Carlos:             But red flags here in the sense that you are going to need more than just SQL Server to get this thing up and running.

Kevin:              Right, the whole infrastructure is more than SQL Server.

Eugene:           So, a question from sheer ignorance, I’ll pretend it’s the Socratic Method, but it’s just me being dumb here.

Carlos:             Welcome to the program, Eugene.

Eugene:           Yeah, following Carlos’s lead. No. So, back when they introduced SQL Server on Linux, it would have been easy to look at it and go, “okay, they’ve jumped the shark. Like what, what is going on here?” And when I look at big data clusters, my knee-jerk reaction, and I know it’s knee-jerk, it’s, “oh my goodness, Microsoft has jumped the shark.” What they did is they looked at all of the open source tools or the popular tools in this kind of modern data warehouse, ETL space, and they said, “we need some way to slather SQL Server all over it.” So, help me understand the leap forward, or the workload that this is solving, that this isn’t just jumping over the shark. Because I feel like there’s got to be other existing tools or solutions that are better for this than, “okay, well, everyone’s using Spark and Kubernetes and HDFS, so let’s just like slap on SQL Server on top of that.”

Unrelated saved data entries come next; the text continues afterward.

//! Feature extraction: spectrum, log-spaced band energies, loudness, onsets

use super::assembler::{hann_window, AnalysisFrame};
use super::filter::{flush_denormal, ExpFilter, ExpFilterBank};
use super::{AnalysisConfig, DB_FLOOR, MAX_BAND_HZ, MIN_BAND_HZ};
use rustfft::{num_complex::Complex, Fft, FftPlanner};
use std::sync::Arc;

/// Number of past flux values kept for the adaptive onset threshold
const FLUX_HISTORY: usize = 128;

/// Flux (summed dB rise over all bands) below this never counts as an onset
const MIN_ONSET_FLUX: f32 = 6.0;

/// Smallest power fed to log10
const POWER_FLOOR: f32 = 1.0e-12;

/// Features of one analysis frame
#[derive(Debug, Clone)]
pub struct FeatureVector {
    /// Magnitude spectrum, F/2 + 1 bins, normalised so a full-scale sine peaks at 1.0
    pub mag: Vec<f32>,

    /// Band energies in dB, each in [-80, 0]
    pub bands: Vec<f32>,

    /// `bands` passed through the rise/decay smoothing filter
    pub smoothed_bands: Vec<f32>,

    /// Smoothed RMS loudness in dBFS, in [-80, 0]
    pub loudness: f32,

    /// Onset detected on this frame
    pub onset: bool,

    /// Spectral flux that drove the onset decision
    pub flux: f32,

    /// When the oldest sample of the frame entered the ring (clock ns)
    pub timestamp_ns: u64,

    /// When the newest sample of the frame entered the ring (clock ns)
    pub newest_ns: u64,

    /// Frame sequence number
    pub index: u64,
}

impl FeatureVector {
    pub fn new(bins: usize, band_count: usize) -> Self {
        Self {
            mag: vec![0.0; bins],
            bands: vec![DB_FLOOR; band_count],
            smoothed_bands: vec![DB_FLOOR; band_count],
            loudness: DB_FLOOR,
            onset: false,
            flux: 0.0,
            timestamp_ns: 0,
            newest_ns: 0,
            index: 0,
        }
    }

    /// A silent feature vector with the default shape
    pub fn silent(band_count: usize) -> Self {
        Self::new(super::FRAME_SIZE / 2 + 1, band_count)
    }
}

/// Convert a linear power to dB, clamped to [-80, 0]
#[inline]
pub fn power_to_db(power: f32) -> f32 {
    (10.0 * power.max(POWER_FLOOR).log10()).clamp(DB_FLOOR, 0.0)
}

/// Compute `[start, end)` bin ranges for `band_count` log-spaced bands.
///
/// Every band gets at least one bin; bins are assigned to exactly one band.
pub fn band_ranges(
    sample_rate: u32,
    frame_size: usize,
    band_count: usize,
) -> Vec<(usize, usize)> {
    let bins = frame_size / 2 + 1;
    let bin_hz = sample_rate as f32 / frame_size as f32;
    let f_max = MAX_BAND_HZ.min(sample_rate as f32 / 2.0);
    let f_min = MIN_BAND_HZ.min(f_max * 0.5);
    let ratio = (f_max / f_min).powf(1.0 / band_count as f32);

    let mut edges = Vec::with_capacity(band_count + 1);
    for k in 0..=band_count {
        let freq = f_min * ratio.powi(k as i32);
        edges.push((freq / bin_hz).ceil().max(1.0) as usize);
    }

    // Force strictly increasing edges, then pull them back under Nyquist
    for k in 1..edges.len() {
        if edges[k] <= edges[k - 1] {
            edges[k] = edges[k - 1] + 1;
        }
    }
    let last = edges.len() - 1;
    if edges[last] > bins {
        edges[last] = bins;
        for k in (0..last).rev() {
            if edges[k] >= edges[k + 1] {
                edges[k] = edges[k + 1] - 1;
            }
        }
    }

    edges.windows(2).map(|w| (w[0], w[1])).collect()
}

/// Turns analysis frames into feature vectors.
///
/// All buffers, FFT twiddles and band tables are allocated in `new`;
/// `analyze` does not allocate.
pub struct FeatureExtractor {
    fft: Arc<dyn Fft<f32>>,
    frame_size: usize,
    buffer: Vec<Complex<f32>>,
    scratch: Vec<Complex<f32>>,
    magnitude_scale: f32,
    band_ranges: Vec<(usize, usize)>,
    prev_bands: Vec<f32>,
    band_filter: ExpFilterBank,
    loudness_filter: ExpFilter,
    flux_history: Vec<f32>,
    flux_len: usize,
    flux_pos: usize,
    onset_k: f32,
    refractory_frames: u64,
    last_onset: Option<u64>,
    frames: u64,
    features: FeatureVector,
}

impl FeatureExtractor {
    pub fn new(config: &AnalysisConfig) -> Self {
        let frame_size = config.frame_size;
        let mut planner = FftPlanner::new();
        let fft = planner.plan_fft_forward(frame_size);
        let scratch = vec![Complex::new(0.0, 0.0); fft.get_inplace_scratch_len()];

        // Coherent gain of the Hann window, so a sine of amplitude A peaks at A
        let window_sum: f32 = hann_window(frame_size).iter().sum();
        let magnitude_scale = 2.0 / window_sum.max(f32::EPSILON);

        let hop_s = config.hop_seconds();
        let refractory_frames = (config.onset_refractory / hop_s).ceil() as u64;

        Self {
            fft,
            frame_size,
            buffer: vec![Complex::new(0.0, 0.0); frame_size],
            scratch,
            magnitude_scale,
            band_ranges: band_ranges(config.sample_rate, frame_size, config.band_count),
            prev_bands: vec![DB_FLOOR; config.band_count],
            band_filter: ExpFilterBank::new(
                config.band_count,
                DB_FLOOR,
                config.band_rise,
                config.band_decay,
            ),
            loudness_filter: ExpFilter::with_time_constants(
                DB_FLOOR,
                config.loudness_attack,
                config.loudness_release,
                hop_s,
            ),
            flux_history: vec![0.0; FLUX_HISTORY],
            flux_len: 0,
            flux_pos: 0,
            onset_k: config.onset_k,
            refractory_frames,
            last_onset: None,
            frames: 0,
            features: FeatureVector::new(frame_size / 2 + 1, config.band_count),
        }
    }

    /// Bin ranges of each band
    pub fn band_ranges(&self) -> &[(usize, usize)] {
        &self.band_ranges
    }

    /// Most recent feature vector
    pub fn features(&self) -> &FeatureVector {
        &self.features
    }

    /// Analyze one frame and return its features
    pub fn analyze(&mut self, frame: &AnalysisFrame<'_>) -> &FeatureVector {
        self.frames += 1;
        let frame_no = self.frames;

        self.compute_spectrum(frame.windowed);
        self.compute_bands();

        let raw_loudness = rms_dbfs(frame.raw);
        let loudness = self.loudness_filter.update(raw_loudness).clamp(DB_FLOOR, 0.0);

        let flux = self.spectral_flux();
        let onset = self.detect_onset(flux, frame_no);

        self.band_filter.update(&self.features.bands);
        let features = &mut self.features;
        features
            .smoothed_bands
            .copy_from_slice(self.band_filter.values());
        for value in features.smoothed_bands.iter_mut() {
            *value = value.clamp(DB_FLOOR, 0.0);
        }
        features.loudness = loudness;
        features.onset = onset;
        features.flux = flux;
        features.timestamp_ns = frame.timestamp_ns;
        features.newest_ns = frame.newest_ns;
        features.index = frame.index;
        &self.features
    }

    fn compute_spectrum(&mut self, windowed: &[f32]) {
        for (slot, &sample) in self.buffer.iter_mut().zip(windowed.iter()) {
            *slot = Complex::new(sample, 0.0);
        }
        for slot in self.buffer.iter_mut().skip(windowed.len()) {
            *slot = Complex::new(0.0, 0.0);
        }
        self.fft.process_with_scratch(&mut self.buffer, &mut self.scratch);

        let scale = self.magnitude_scale;
        for (mag, c) in self
            .features
            .mag
            .iter_mut()
            .zip(self.buffer.iter().take(self.frame_size / 2 + 1))
        {
            *mag = flush_denormal((c.re * c.re + c.im * c.im).sqrt() * scale);
        }
    }

    fn compute_bands(&mut self) {
        let mag = &self.features.mag;
        for (band, &(start, end)) in self.features.bands.iter_mut().zip(&self.band_ranges) {
            let end = end.min(mag.len());
            let power = if start < end {
                let sum: f32 = mag[start..end].iter().map(|m| m * m).sum();
                sum / (end - start) as f32
            } else {
                0.0
            };
            *band = power_to_db(power);
        }
    }

    /// Sum of positive band rises versus the previous frame
    fn spectral_flux(&mut self) -> f32 {
        let mut flux = 0.0;
        for (prev, &band) in self.prev_bands.iter_mut().zip(&self.features.bands) {
            flux += (band - *prev).max(0.0);
            *prev = band;
        }
        flux
    }

    /// Compare flux against mean + k * stddev of recent flux, with refractory period
    fn detect_onset(&mut self, flux: f32, frame_no: u64) -> bool {
        let (mean, std) = self.flux_stats();
        let threshold = (mean + self.onset_k * std).max(MIN_ONSET_FLUX);

        self.flux_history[self.flux_pos] = flux;
        self.flux_pos = (self.flux_pos + 1) % FLUX_HISTORY;
        self.flux_len = (self.flux_len + 1).min(FLUX_HISTORY);

        let ready = self
            .last_onset
            .map(|last| frame_no - last >= self.refractory_frames)
            .unwrap_or(true);

        if flux > threshold && ready {
            self.last_onset = Some(frame_no);
            true
        } else {
            false
        }
    }

    fn flux_stats(&self) -> (f32, f32) {
        if self.flux_len == 0 {
            return (0.0, 0.0);
        }
        let values = &self.flux_history[..self.flux_len];
        let n = values.len() as f32;
        let mean = values.iter().sum::<f32>() / n;
        let var = values
            .iter()
            .map(|v| {
                let d = *v - mean;
                d * d
            })
            .sum::<f32>()
            / n;
        (mean, var.sqrt())
    }

    /// Clear all smoothing and onset state
    pub fn reset(&mut self) {
        self.prev_bands.iter_mut().for_each(|b| *b = DB_FLOOR);
        self.band_filter.reset(DB_FLOOR);
        self.loudness_filter.reset(DB_FLOOR);
        self.flux_history.iter_mut().for_each(|f| *f = 0.0);
        self.flux_len = 0;
        self.flux_pos = 0;
        self.last_onset = None;
        self.features.bands.iter_mut().for_each(|b| *b = DB_FLOOR);
        self.features.smoothed_bands.iter_mut().for_each(|b| *b = DB_FLOOR);
        self.features.loudness = DB_FLOOR;
        self.features.onset = false;
    }
}

/// RMS of `samples` in dBFS, where a full-scale sine reads 0 dB
pub fn rms_dbfs(samples: &[f32]) -> f32 {
    if samples.is_empty() {
        return DB_FLOOR;
    }
    let mean_square = samples.iter().map(|s| s * s).sum::<f32>() / samples.len() as f32;
    power_to_db(mean_square * 2.0)
}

Kevin:              Yeah, so I would probably start by pointing out one of the bigger use cases for big data clusters that kind of makes all the pieces fit, and that is, I need a data lake, but I don’t want to put my data in Azure or in AWS. So, you can build all of this on-premises as well. The notebooks are intended to be built using the Azure Kubernetes service, and integrate pretty nicely with the rest of the Azure ecosystem. But if you’re a large company that wants a data lake and doesn’t want to be up in the cloud, this is a way to do it. And specifically, a way which still lets your analysts and developers, and everybody write queries using SQL Server, using T-SQL, connecting to one instance, not having to care about the deeper infrastructure. So in this way, it’s like Azure SQL Data Warehouse, also on-prem, where I can have my queries scale out to some number of instances limited only by how much money I’m willing to spend, and get that kind of performance for warehousing or for data marts or for working within a data lake. So, I think that’s probably the place where you’re going to see the biggest benefit, here. It’s less of, “let’s put SQL Server some place where it barely belongs,” and more of, “let’s kind of drag some of the T-SQL people into modern data warehousing.”

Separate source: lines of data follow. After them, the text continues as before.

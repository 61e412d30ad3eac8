//! WLED UDP realtime wire formats
//!
//! Every datagram starts with a protocol byte and the realtime timeout in
//! seconds. WARLS then carries `{index, r, g, b}` records, DRGB plain
//! `r, g, b` triplets from LED 0, and DNRGB a big-endian start index
//! followed by triplets.

use crate::config::{Protocol, MAX_LED_COUNT};
use crate::effects::Rgb;
use thiserror::Error;

/// Largest UDP payload we emit
pub const MAX_PAYLOAD: usize = 1400;

pub const WARLS_ID: u8 = 1;
pub const DRGB_ID: u8 = 2;
pub const DNRGB_ID: u8 = 4;

const HEADER_LEN: usize = 2;
const DNRGB_HEADER_LEN: usize = 4;

/// LEDs in one DRGB datagram before the strip is sent as DNRGB segments
pub const DRGB_MAX_PER_PACKET: usize = (MAX_PAYLOAD - HEADER_LEN) / 3;

/// LEDs in one DNRGB segment
pub const DNRGB_MAX_PER_PACKET: usize = (MAX_PAYLOAD - DNRGB_HEADER_LEN) / 3;

/// Wire format errors
#[derive(Error, Debug, Clone, PartialEq, Eq)]
pub enum WireError {
    #[error("{protocol:?} cannot address {led_count} LEDs (max {max})")]
    TooManyLeds {
        protocol: Protocol,
        led_count: usize,
        max: usize,
    },

    #[error("Datagram too short ({0} bytes)")]
    Truncated(usize),

    #[error("Unknown protocol byte {0:#04x}")]
    UnknownProtocol(u8),

    #[error("Payload of {0} bytes is not a whole number of records")]
    Misaligned(usize),

    #[error("LED index {0} out of range")]
    IndexOutOfRange(usize),
}

/// Header fields of a decoded datagram
#[derive(Debug, Clone, Copy, PartialEq, Eq)]
pub struct DatagramInfo {
    pub protocol: Protocol,
    pub timeout: u8,
    /// First LED index written
    pub start: usize,
    /// Number of LEDs written
    pub count: usize,
}

/// Append a WARLS datagram for `pixels` to `out`
pub fn encode_warls(timeout: u8, pixels: &[Rgb], out: &mut Vec<u8>) -> Result<(), WireError> {
    check_range(Protocol::Warls, pixels.len())?;
    out.push(WARLS_ID);
    out.push(timeout);
    for (index, p) in pixels.iter().enumerate() {
        out.extend_from_slice(&[index as u8, p.r, p.g, p.b]);
    }
    Ok(())
}

/// Append a DRGB datagram for `pixels` to `out`
pub fn encode_drgb(timeout: u8, pixels: &[Rgb], out: &mut Vec<u8>) -> Result<(), WireError> {
    check_range(Protocol::Drgb, pixels.len())?;
    out.push(DRGB_ID);
    out.push(timeout);
    push_triplets(pixels, out);
    Ok(())
}

/// Append one DNRGB datagram covering `pixels`, starting at LED `start`
pub fn encode_dnrgb(
    timeout: u8,
    start: usize,
    pixels: &[Rgb],
    out: &mut Vec<u8>,
) -> Result<(), WireError> {
    if start + pixels.len() > MAX_LED_COUNT || start > u16::MAX as usize {
        return Err(WireError::TooManyLeds {
            protocol: Protocol::Dnrgb,
            led_count: start + pixels.len(),
            max: MAX_LED_COUNT,
        });
    }
    out.push(DNRGB_ID);
    out.push(timeout);
    out.extend_from_slice(&(start as u16).to_be_bytes());
    push_triplets(pixels, out);
    Ok(())
}

fn push_triplets(pixels: &[Rgb], out: &mut Vec<u8>) {
    for p in pixels {
        out.extend_from_slice(&[p.r, p.g, p.b]);
    }
}

fn check_range(protocol: Protocol, led_count: usize) -> Result<(), WireError> {
    if led_count > protocol.max_leds() {
        return Err(WireError::TooManyLeds {
            protocol,
            led_count,
            max: protocol.max_leds(),
        });
    }
    Ok(())
}

/// Decode one datagram into `strip`, growing it as needed
pub fn decode_into(datagram: &[u8], strip: &mut Vec<Rgb>) -> Result<DatagramInfo, WireError> {
    if datagram.len() < HEADER_LEN {
        return Err(WireError::Truncated(datagram.len()));
    }
    let timeout = datagram[1];

    match datagram[0] {
        WARLS_ID => {
            let body = &datagram[HEADER_LEN..];
            if body.len() % 4 != 0 {
                return Err(WireError::Misaligned(body.len()));
            }
            let mut first = usize::MAX;
            for record in body.chunks_exact(4) {
                let index = record[0] as usize;
                if strip.len() <= index {
                    strip.resize(index + 1, Rgb::BLACK);
                }
                strip[index] = Rgb::new(record[1], record[2], record[3]);
                first = first.min(index);
            }
            Ok(DatagramInfo {
                protocol: Protocol::Warls,
                timeout,
                start: if first == usize::MAX { 0 } else { first },
                count: body.len() / 4,
            })
        }
        DRGB_ID => {
            let count = decode_triplets(&datagram[HEADER_LEN..], 0, strip)?;
            Ok(DatagramInfo {
                protocol: Protocol::Drgb,
                timeout,
                start: 0,
                count,
            })
        }
        DNRGB_ID => {
            if datagram.len() < DNRGB_HEADER_LEN {
                return Err(WireError::Truncated(datagram.len()));
            }
            let start = u16::from_be_bytes([datagram[2], datagram[3]]) as usize;
            let count = decode_triplets(&datagram[DNRGB_HEADER_LEN..], start, strip)?;
            Ok(DatagramInfo {
                protocol: Protocol::Dnrgb,
                timeout,
                start,
                count,
            })
        }
        other => Err(WireError::UnknownProtocol(other)),
    }
}

fn decode_triplets(body: &[u8], start: usize, strip: &mut Vec<Rgb>) -> Result<usize, WireError> {
    if body.len() % 3 != 0 {
        return Err(WireError::Misaligned(body.len()));
    }
    let count = body.len() / 3;
    if start + count > MAX_LED_COUNT {
        return Err(WireError::IndexOutOfRange(start + count - 1));
    }
    if strip.len() < start + count {
        strip.resize(start + count, Rgb::BLACK);
    }
    for (slot, rgb) in strip[start..start + count].iter_mut().zip(body.chunks_exact(3)) {
        *slot = Rgb::new(rgb[0], rgb[1], rgb[2]);
    }
    Ok(count)
}

/// Turns strips into datagrams using buffers allocated once up front
pub struct Encoder {
    protocol: Protocol,
    timeout: u8,
    buffers: Vec<Vec<u8>>,
    used: usize,
}

impl Encoder {
    pub fn new(protocol: Protocol, timeout: u8) -> Self {
        let max_datagrams = MAX_LED_COUNT.div_ceil(DNRGB_MAX_PER_PACKET);
        Self {
            protocol,
            timeout,
            buffers: (0..max_datagrams)
                .map(|_| Vec::with_capacity(MAX_PAYLOAD))
                .collect(),
            used: 0,
        }
    }

    pub fn protocol(&self) -> Protocol {
        self.protocol
    }

    pub fn set_protocol(&mut self, protocol: Protocol) {
        self.protocol = protocol;
    }

    /// Encode `pixels`, returning the number of datagrams produced
    pub fn encode(&mut self, pixels: &[Rgb]) -> Result<usize, WireError> {
        self.used = 0;
        let timeout = self.timeout;
        match self.protocol {
            Protocol::Warls => {
                let out = self.next_buffer();
                encode_warls(timeout, pixels, out)?;
            }
            Protocol::Drgb if pixels.len() <= DRGB_MAX_PER_PACKET => {
                let out = self.next_buffer();
                encode_drgb(timeout, pixels, out)?;
            }
            Protocol::Drgb | Protocol::Dnrgb => {
                check_range(self.protocol, pixels.len())?;
                for (segment, chunk) in pixels.chunks(DNRGB_MAX_PER_PACKET).enumerate() {
                    let out = self.next_buffer();
                    encode_dnrgb(timeout, segment * DNRGB_MAX_PER_PACKET, chunk, out)?;
                }
            }
        }
        Ok(self.used)
    }

    fn next_buffer(&mut self) -> &mut Vec<u8> {
        if self.used == self.buffers.len() {
            self.buffers.push(Vec::with_capacity(MAX_PAYLOAD));
        }
        let buffer = &mut self.buffers[self.used];
        buffer.clear();
        self.used += 1;
        buffer
    }

    /// Datagrams produced by the last `encode`, in send order
    pub fn datagrams(&self) -> impl Iterator<Item = &[u8]> {
        self.buffers[..self.used].iter().map(|b| b.as_slice())
    }
}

Eugene:           So, let me paraphrase just to make sure I’m on the same page, because I think I kind of get it now. So, it’s not so much, “okay, we see this untapped space and we need the like SQL Server branding slapped on so we can charge for Enterprise cores” or that sort of thing, but more so, “okay, we have this really mature tooling but the definition of scale-out has broadened and changed a bit.” Availability groups isn’t going to cover what some people need to be able to do, and instead of saying, “okay, not only do you have to move your data to the cloud, which you may not be able to do because of regulatory issues, but you have to use all these new technologies completely from scratch. We’re going to say, we’re going to give you some stepping stones so that you can kind of move into that data lake space or that massively parallel processing space. But it’s a few steps away from the SQL Server you know and love, as opposed to, “okay, now you have to use all of these technologies that are indistinguishable from Pokémon names.”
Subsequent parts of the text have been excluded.